Running multiple JPA transactions in parallel

Running multiple JPA transactions in parallel - java

I have two (or more) Java Threads creating, updating and deleting entities from a mysql database using JPA. To achieve this I have a PersistenceLayer class creating the EntityManager and providing save, update and delete methods for all my entities looking like:
public void saveEntity(Entity entity) {
manager.getTransaction().begin();
manager.persist(entity);
manager.getTransaction().commit();
}
public void saveEntity2(Entity2 entity) {
manager.getTransaction().begin();
manager.persist(entity);
manager.getTransaction().commit();
}
If one thread enters operation saveEntity and the other saveEntity2 at the same time, both will try to get the transaction from the EntityManager wich will fail. However I always thought that the underlying database is able to manage multiple transactions, especially if both are working on different rows or even different tables. Of course I could synchronize the blocks, but that would mean only one DB connection is possible at a time which will not scale to multiple users creating several threads.
What wrong assumption am I doing here? Is it possible to submit multiple transactions to a database via JPA and let the DB handle concurrency issues?

EntityManager is not intended to be used by multiple threads. You need to obtain separate instances of EntityManager for each thread.
Actually, if you use EJB or Spring you can use a transaction-scoped EntityManager, which can be used from multiple threads (it's a proxy which delegates actual work to separate thread-bound instances of EntityManager), but I think it's not your case.

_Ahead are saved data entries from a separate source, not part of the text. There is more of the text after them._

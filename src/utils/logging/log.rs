//! Log lines for source reads and artifact writes.

use std::path::Path;
use std::time::Duration;

/// A source file is about to be read
pub fn log_read_start(path: &Path) {
    log::info!("Reading source file {}", path.display());
}

/// A source file was read into a single table
pub fn log_read_complete(path: &Path, rows: usize, elapsed: Duration) {
    log::info!("Read {rows} rows from {} in {elapsed:?}", path.display());
}

/// A source file has a header but no data rows
pub fn log_empty_source(path: &Path) {
    log::warn!(
        "Source file has no data rows, every artifact will be empty: {}",
        path.display()
    );
}

/// An artifact was staged next to its final path
pub fn log_artifact_staged(name: &str, rows: usize, elapsed: Duration) {
    log::debug!("Staged artifact {name} with {rows} rows in {elapsed:?}");
}

/// An artifact was moved to its final path
pub fn log_artifact_published(name: &str, path: &Path) {
    log::info!("Wrote artifact {name} to {}", path.display());
}

/// A run failed while writing and its staged artifacts were removed
pub fn log_artifacts_discarded(dir: &Path, staged: usize) {
    log::warn!(
        "Discarded {staged} staged artifacts in {} after a failed write",
        dir.display()
    );
}
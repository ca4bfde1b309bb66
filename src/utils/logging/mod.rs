//! Logging utilities for output and progress tracking

pub mod log;
pub mod progress;

pub use log::{
    log_artifact_published, log_artifact_staged, log_artifacts_discarded, log_empty_source,
    log_read_complete, log_read_start,
};
pub use progress::{ReadProgress, create_spinner};
//! Module for checking the column layout of source tables.
//!
//! Each pipeline variant expects one fixed column sequence. The check is exact:
//! extra, missing, reordered or renamed columns all fail.

use arrow::record_batch::RecordBatch;
use arrow_schema::Schema;

use crate::error::{Error, Result};

pub mod columns;
pub mod date_utils;

pub use columns::{ColumnSchema, REGISTRATIONS, VACCINATIONS};
pub use date_utils::{DateFormatConfig, parse_date_string};

/// A struct that describes how an actual column list differs from the expected one
#[derive(Debug, Default)]
pub struct SchemaCompatibilityReport {
    /// Whether the column lists are identical
    pub compatible: bool,
    /// List of incompatibility issues, if any
    pub issues: Vec<SchemaIssue>,
}

/// A column layout issue
#[derive(Debug, Clone, PartialEq, Eq)]
pub enum SchemaIssue {
    /// An expected column is absent
    Missing(String),
    /// A column is present but not expected
    Unexpected(String),
    /// A column is present but at a different position
    Moved {
        column: String,
        expected: usize,
        actual: usize,
    },
}

/// Column names of an Arrow schema, in order
#[must_use]
pub fn column_names(schema: &Schema) -> Vec<String> {
    schema.fields().iter().map(|f| f.name().clone()).collect()
}

/// Checks that a batch carries exactly the expected column sequence
pub fn check_columns(batch: &RecordBatch, expected: &ColumnSchema) -> Result<()> {
    let actual = column_names(&batch.schema());
    let report = describe_column_mismatch(expected.columns, &actual);
    if report.compatible {
        return Ok(());
    }

    for issue in &report.issues {
        log::warn!("{} schema: {issue:?}", expected.name);
    }

    Err(Error::SchemaMismatch {
        expected: expected.column_names(),
        actual,
    })
}

/// Finds the individual differences between an expected and an actual column list
#[must_use]
pub fn describe_column_mismatch(expected: &[&str], actual: &[String]) -> SchemaCompatibilityReport {
    let mut issues = Vec::new();

    for (position, column) in expected.iter().enumerate() {
        match actual.iter().position(|a| a == column) {
            None => issues.push(SchemaIssue::Missing((*column).to_string())),
            Some(found) if found != position => issues.push(SchemaIssue::Moved {
                column: (*column).to_string(),
                expected: position,
                actual: found,
            }),
            Some(_) => {}
        }
    }

    issues.extend(
        actual
            .iter()
            .filter(|a| !expected.contains(&a.as_str()))
            .map(|a| SchemaIssue::Unexpected(a.clone())),
    );

    SchemaCompatibilityReport {
        compatible: issues.is_empty() && expected.len() == actual.len(),
        issues,
    }
}
use rand::rngs::StdRng;
use rand::{Rng, SeedableRng};
use vax_aggregator::{PipelineConfig, RegimenKind, Result, VaccinationPipeline, VaccineCatalog};

use crate::utils::{count_values, text_values, vaccination_batch};

const LABELS: [&str; 6] = [
    "Comirnaty",
    "Comirnaty 5-11",
    "Spikevax",
    "VAXZEVRIA",
    "COVID-19 Vaccine Janssen",
    "Nuvaxovid",
];

const REGIONS: [&str; 4] = [
    "Hlavní město Praha",
    "Jihočeský kraj",
    "Zlínský kraj",
    "",
];

/// Random source rows as owned strings: date, label, ordinal, region, count
fn random_rows(seed: u64, count: usize) -> Vec<[String; 5]> {
    let mut rng = StdRng::seed_from_u64(seed);
    let start = chrono::NaiveDate::from_ymd_opt(2020, 12, 27).unwrap();

    let mut rows = vec![[
        start.to_string(),
        "Comirnaty".to_string(),
        "1".to_string(),
        REGIONS[0].to_string(),
        "1".to_string(),
    ]];
    for _ in 0..count {
        let date = start + chrono::Days::new(rng.random_range(0..90));
        rows.push([
            date.to_string(),
            LABELS[rng.random_range(0..LABELS.len())].to_string(),
            rng.random_range(1..=4u8).to_string(),
            REGIONS[rng.random_range(0..REGIONS.len())].to_string(),
            rng.random_range(0..500u32).to_string(),
        ]);
    }
    rows
}

fn run(rows: &[[String; 5]]) -> Result<vax_aggregator::VaccinationArtifacts> {
    let borrowed: Vec<_> = rows
        .iter()
        .map(|r| {
            (
                r[0].as_str(),
                r[1].as_str(),
                r[2].as_str(),
                r[3].as_str(),
                r[4].as_str(),
            )
        })
        .collect();
    VaccinationPipeline::new(PipelineConfig::default()).run_batch(&vaccination_batch(&borrowed))
}

fn assert_non_decreasing(values: &[u64], column: &str) {
    for pair in values.windows(2) {
        assert!(pair[0] <= pair[1], "{column} decreased: {pair:?}");
    }
}

#[test]
fn test_dates_increase_and_totals_accumulate() -> Result<()> {
    for seed in [7, 42, 2021] {
        let artifacts = run(&random_rows(seed, 400))?;
        let aggregation = &artifacts.aggregation;

        let dates = text_values(aggregation, "date");
        assert_eq!(dates[0], "2020-12-27");
        for pair in dates.windows(2) {
            assert!(pair[0] < pair[1], "dates not strictly increasing: {pair:?}");
        }

        for column in [
            "people_vaccinated",
            "people_fully_vaccinated",
            "people_boosted_1",
            "people_boosted_2",
            "total_vaccinations",
        ] {
            assert_non_decreasing(&count_values(aggregation, column), column);
        }
    }
    Ok(())
}

#[test]
fn test_final_totals_follow_the_regimens() -> Result<()> {
    let rows = random_rows(99, 600);
    let catalog = VaccineCatalog::czech();

    let mut first = 0u64;
    let mut completed = 0u64;
    let mut total = 0u64;
    for row in &rows {
        let count: u64 = row[4].parse().unwrap();
        let regimen = catalog.regimen(catalog.canonical_name(&row[1]).unwrap());
        match (row[2].as_str(), regimen) {
            ("1", RegimenKind::SingleDose) => {
                first += count;
                completed += count;
                total += count;
            }
            ("1", RegimenKind::MultiDose) => {
                first += count;
                total += count;
            }
            ("2", RegimenKind::MultiDose) => {
                completed += count;
                total += count;
            }
            _ => {}
        }
    }

    let artifacts = run(&rows)?;
    let aggregation = &artifacts.aggregation;
    assert_eq!(count_values(aggregation, "people_vaccinated").last(), Some(&first));
    assert_eq!(
        count_values(aggregation, "people_fully_vaccinated").last(),
        Some(&completed)
    );
    assert_eq!(count_values(aggregation, "total_vaccinations").last(), Some(&total));
    Ok(())
}

#[test]
fn test_manufacturer_series_accumulate() -> Result<()> {
    let artifacts = run(&random_rows(5, 300))?;
    let by_manufacturer = &artifacts.by_manufacturer;

    let vaccines = text_values(by_manufacturer, "vaccine");
    let totals = count_values(by_manufacturer, "total_vaccinations");
    let catalog = VaccineCatalog::czech();
    for name in catalog.canonical_names() {
        let series: Vec<u64> = vaccines
            .iter()
            .zip(&totals)
            .filter(|(vaccine, _)| vaccine.as_str() == name)
            .map(|(_, total)| *total)
            .collect();
        assert_non_decreasing(&series, name);
    }
    Ok(())
}
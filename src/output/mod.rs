//! Output formatting and guards
//!
//! Turns the date-level rollup into the published rows, checks that the two
//! ways of computing `total_vaccinations` agree and that the series starts
//! at the campaign start. The [`writer`] persists finished artifacts.

use std::sync::Arc;

use arrow::array::{ArrayRef, StringArray, UInt64Array};
use arrow::datatypes::{DataType, Field, Schema};
use arrow::record_batch::RecordBatch;
use chrono::NaiveDate;

use crate::algorithm::doses::DateAggregate;
use crate::algorithm::matrix::DenseMatrix;
use crate::error::util::checked_sum;
use crate::error::{Error, Result};
use crate::models::GlobalAggregateRow;
use crate::schema::date_utils::{OUTPUT_DATE_FORMAT, format_date};

pub mod writer;

pub use writer::{artifact_path, staging_path, write_artifacts};

/// Published rows of the global aggregation, one per date
///
/// `total_vaccinations` is recomputed from the named columns, discounting the
/// completions inferred for single-dose vaccines, and must equal the sum of
/// the per-vaccine totals.
pub fn format_aggregates(aggregates: &[DateAggregate]) -> Result<Vec<GlobalAggregateRow>> {
    aggregates
        .iter()
        .map(|aggregate| -> Result<GlobalAggregateRow> {
            let date = format_date(aggregate.date);
            let recomputed = checked_sum(
                aggregate.people_vaccinated,
                aggregate.people_fully_vaccinated,
                || format!("recomputing totals on {date}"),
            )?
            .checked_sub(aggregate.single_dose_completions)
            .ok_or_else(|| Error::overflow(format!("discounting inferred completions on {date}")))?;

            if recomputed != aggregate.total_vaccinations {
                return Err(Error::InconsistentTotals {
                    date,
                    per_vaccine: aggregate.total_vaccinations,
                    recomputed,
                });
            }

            Ok(GlobalAggregateRow {
                date,
                vaccine: aggregate.vaccine_list(),
                people_vaccinated: aggregate.people_vaccinated,
                people_fully_vaccinated: aggregate.people_fully_vaccinated,
                people_boosted_1: aggregate.people_boosted_1,
                people_boosted_2: aggregate.people_boosted_2,
                total_vaccinations: recomputed,
            })
        })
        .collect()
}

/// Fail with `UnexpectedStartDate` unless the earliest date is `expected`
///
/// An empty output has no first date and fails as well.
pub fn check_first_date(rows: &[GlobalAggregateRow], expected: NaiveDate) -> Result<()> {
    let Some(first) = rows.iter().map(|row| row.date.as_str()).min() else {
        return Err(Error::UnexpectedStartDate {
            expected,
            found: None,
        });
    };

    let found = NaiveDate::parse_from_str(first, OUTPUT_DATE_FORMAT)
        .map_err(|_| Error::invalid_record(0, "date", first))?;
    if found != expected {
        return Err(Error::UnexpectedStartDate {
            expected,
            found: Some(found),
        });
    }
    Ok(())
}

/// Date × region pivot as a batch: a `date` column followed by one count
/// column per region
pub fn pivot_to_record_batch(pivot: &DenseMatrix<NaiveDate, String>) -> Result<RecordBatch> {
    let mut fields = Vec::with_capacity(pivot.columns.len() + 1);
    let mut columns: Vec<ArrayRef> = Vec::with_capacity(pivot.columns.len() + 1);

    fields.push(Field::new("date", DataType::Utf8, false));
    columns.push(Arc::new(
        pivot
            .rows
            .iter()
            .map(|date| Some(format_date(*date)))
            .collect::<StringArray>(),
    ));

    for (idx, region) in pivot.columns.iter().enumerate() {
        fields.push(Field::new(region, DataType::UInt64, false));
        columns.push(Arc::new(UInt64Array::from(pivot.column_values(idx))));
    }

    Ok(RecordBatch::try_new(Arc::new(Schema::new(fields)), columns)?)
}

To handle concurrency issues when the object is being processed accross multiple transactions, lock can be acquired on the object. Either Optimistic or Pessimistic locking can be used with appropriate lock-modes.
Locking the versioned object by entityManager.lock(entity, LockModeType.READ) will ensure that it will prevent any Dirty Read & Non-Repeatable Read.
LockModeType.WRITE will force incrementing/updating the version column of the entity.

Related

What is a transaction boundary in hibernate

I have 2 questions related to each other
Q1 What exactly is a transaction boundary in hibernate/Spring Data JPA.
I am new to JPA , so please give a very basic example so I can understand as I tried to read multiple blogs but still not very clear.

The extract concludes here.